- Work to complete -
Your answer should be every line below that includes the word "Result".

(Records contained in a dataset)
======

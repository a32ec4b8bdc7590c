use log::{debug, info, warn};
use std::sync::Arc;

use super::password::{hash_password, verify_password};
use super::users_model::{NewUser, User};
use super::users_traits::{UserRepositoryTrait, UserServiceTrait};
use crate::errors::{DatabaseError, Error, Result};
use crate::utils::pagination::Page;

const INVALID_CREDENTIALS: &str = "Invalid username or password";

/// Service for registering and authenticating users.
pub struct UserService {
    repository: Arc<dyn UserRepositoryTrait>,
}

impl UserService {
    pub fn new(repository: Arc<dyn UserRepositoryTrait>) -> Self {
        Self { repository }
    }
}

#[async_trait::async_trait]
impl UserServiceTrait for UserService {
    async fn register(&self, new_user: NewUser) -> Result<User> {
        let new_user = new_user.normalized();
        new_user.validate()?;

        if self
            .repository
            .find_by_username(&new_user.username)?
            .is_some()
        {
            warn!("Registration rejected: username '{}' taken", new_user.username);
            return Err(Error::ConstraintViolation(format!(
                "Username '{}' is already registered",
                new_user.username
            )));
        }
        if self.repository.find_by_email(&new_user.email)?.is_some() {
            warn!("Registration rejected: email '{}' taken", new_user.email);
            return Err(Error::ConstraintViolation(format!(
                "Email '{}' is already registered",
                new_user.email
            )));
        }

        let user = User {
            id: uuid::Uuid::now_v7().to_string(),
            username: new_user.username,
            email: new_user.email,
            password_hash: hash_password(&new_user.password)?,
            created_at: chrono::Utc::now().naive_utc(),
        };

        let created = self.repository.create(user).await.map_err(|e| match e {
            // Lost a race with a concurrent registration.
            Error::Database(DatabaseError::UniqueViolation(msg)) => {
                Error::ConstraintViolation(msg)
            }
            other => other,
        })?;
        info!("Registered user {} ({})", created.username, created.id);
        Ok(created)
    }

    fn authenticate(&self, username: &str, password: &str) -> Result<User> {
        let user = match self.repository.find_by_username(username.trim())? {
            Some(user) => user,
            None => {
                debug!("Login failed: unknown user '{}'", username.trim());
                return Err(Error::Unauthorized(INVALID_CREDENTIALS.to_string()));
            }
        };

        if !verify_password(password, &user.password_hash)? {
            debug!("Login failed: wrong password for '{}'", user.username);
            return Err(Error::Unauthorized(INVALID_CREDENTIALS.to_string()));
        }
        Ok(user)
    }

    fn get_user(&self, user_id: &str) -> Result<User> {
        self.repository
            .get_by_id(user_id)?
            .ok_or_else(|| Error::NotFound(format!("User {}", user_id)))
    }

    fn get_user_by_username(&self, username: &str) -> Result<Option<User>> {
        self.repository.find_by_username(username.trim())
    }

    fn get_user_by_email(&self, email: &str) -> Result<Option<User>> {
        self.repository.find_by_email(email.trim())
    }

    fn list_users(&self, skip: Option<i64>, limit: Option<i64>) -> Result<Vec<User>> {
        self.repository.list(Page::new(skip, limit))
    }

    async fn delete_user(&self, user_id: &str) -> Result<bool> {
        let deleted = self.repository.delete(user_id).await?;
        if deleted == 0 {
            warn!("Delete requested for unknown user {}", user_id);
            return Ok(false);
        }
        info!("Deleted user {}", user_id);
        Ok(true)
    }
}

======

- Answer area -
use crate::errors::{DatabaseError, Error, Result};
    async fn register(&self, new_user: NewUser) -> Result<User> {
    fn authenticate(&self, username: &str, password: &str) -> Result<User> {
    fn get_user(&self, user_id: &str) -> Result<User> {
    fn get_user_by_username(&self, username: &str) -> Result<Option<User>> {
    fn get_user_by_email(&self, email: &str) -> Result<Option<User>> {
    fn list_users(&self, skip: Option<i64>, limit: Option<i64>) -> Result<Vec<User>> {
    async fn delete_user(&self, user_id: &str) -> Result<bool> {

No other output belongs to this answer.